(Reuters) - The president of Hollywood Presbyterian Medical Center said on Wednesday that his hospital paid hackers a ransom of $17,000 in bitcoins to regain control of their computer systems after a cyber attack.
Allen Stefanek said in a statement that paying the ransom was the “quickest and most efficient way” of regaining access to the affected systems, which were crippled on Feb. 5 and interfered with hospital staff’s ability to communicate electronically.
Stefanek said there was no evidence that any patient or employee information was accessed in the so-called malware attack, and that the hospital fully restored access to its electronic medical record system this Monday.
“Patient care has not been compromised in any way,” Stefanek said.

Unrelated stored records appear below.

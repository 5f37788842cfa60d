//! Database entities.

#![allow(missing_docs)]

pub mod initiative;
pub mod party;
pub mod politician;
pub mod promise;
pub mod rating;
pub mod user;

pub use initiative::Entity as Initiative;
pub use party::Entity as Party;
pub use politician::Entity as Politician;
pub use promise::Entity as Promise;
pub use rating::Entity as Rating;
pub use user::Entity as User;
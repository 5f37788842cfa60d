//! User entity (rating authors and authenticated accounts).

use sea_orm::entity::prelude::*;
use serde::{Deserialize, Serialize};

#[derive(Clone, Debug, PartialEq, Eq, DeriveEntityModel, Serialize, Deserialize)]
#[sea_orm(table_name = "user")]
pub struct Model {
    #[sea_orm(primary_key, auto_increment = false)]
    pub id: String,

    /// Unique handle, matched case-insensitively at registration/login
    #[sea_orm(unique)]
    pub username: String,

    /// Argon2 hash; absent for Google-only accounts
    pub password_hash: Option<String>,

    pub email: Option<String>,

    /// Google OAuth subject for accounts created via Google sign-in
    pub google_sub: Option<String>,

    pub is_active: bool,

    pub created_at: DateTimeWithTimeZone,
    pub updated_at: Option<DateTimeWithTimeZone>,
}

#[derive(Copy, Clone, Debug, EnumIter, DeriveRelation)]
pub enum Relation {
    #[sea_orm(has_many = "super::rating::Entity")]
    Rating,
}

impl Related<super::rating::Entity> for Entity {
    fn to() -> RelationDef {
        Relation::Rating.def()
    }
}

impl ActiveModelBehavior for ActiveModel {}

Stefanek said the attack locked them out of their systems by encrypting files for which only the hackers had the decryption key. He said the hospital notified law enforcement and computer experts worked feverishly to restore system access and uncover the source.
The origin of the computer network intrusion remains unknown but it bogged down communications between physicians and medical staff who suddenly became had to rely on paper records and doctors’ notoriously messy handwriting, according to doctors and the Federal Bureau of Investigation.
Although the cyber attack snarled the hospital’s patient database, doctors managed to relay necessary medical records the old-fashioned way through phone lines and fax machines, said Dr. Rangasamy Ramanathan, a neonatal-perinatal specialist affiliated with the 434-bed facility.
The FBI and the Los Angeles Police Department are working to pinpoint the hacker or hackers responsible for the intrusion, FBI spokeswoman Laura Eimiller said on Wednesday.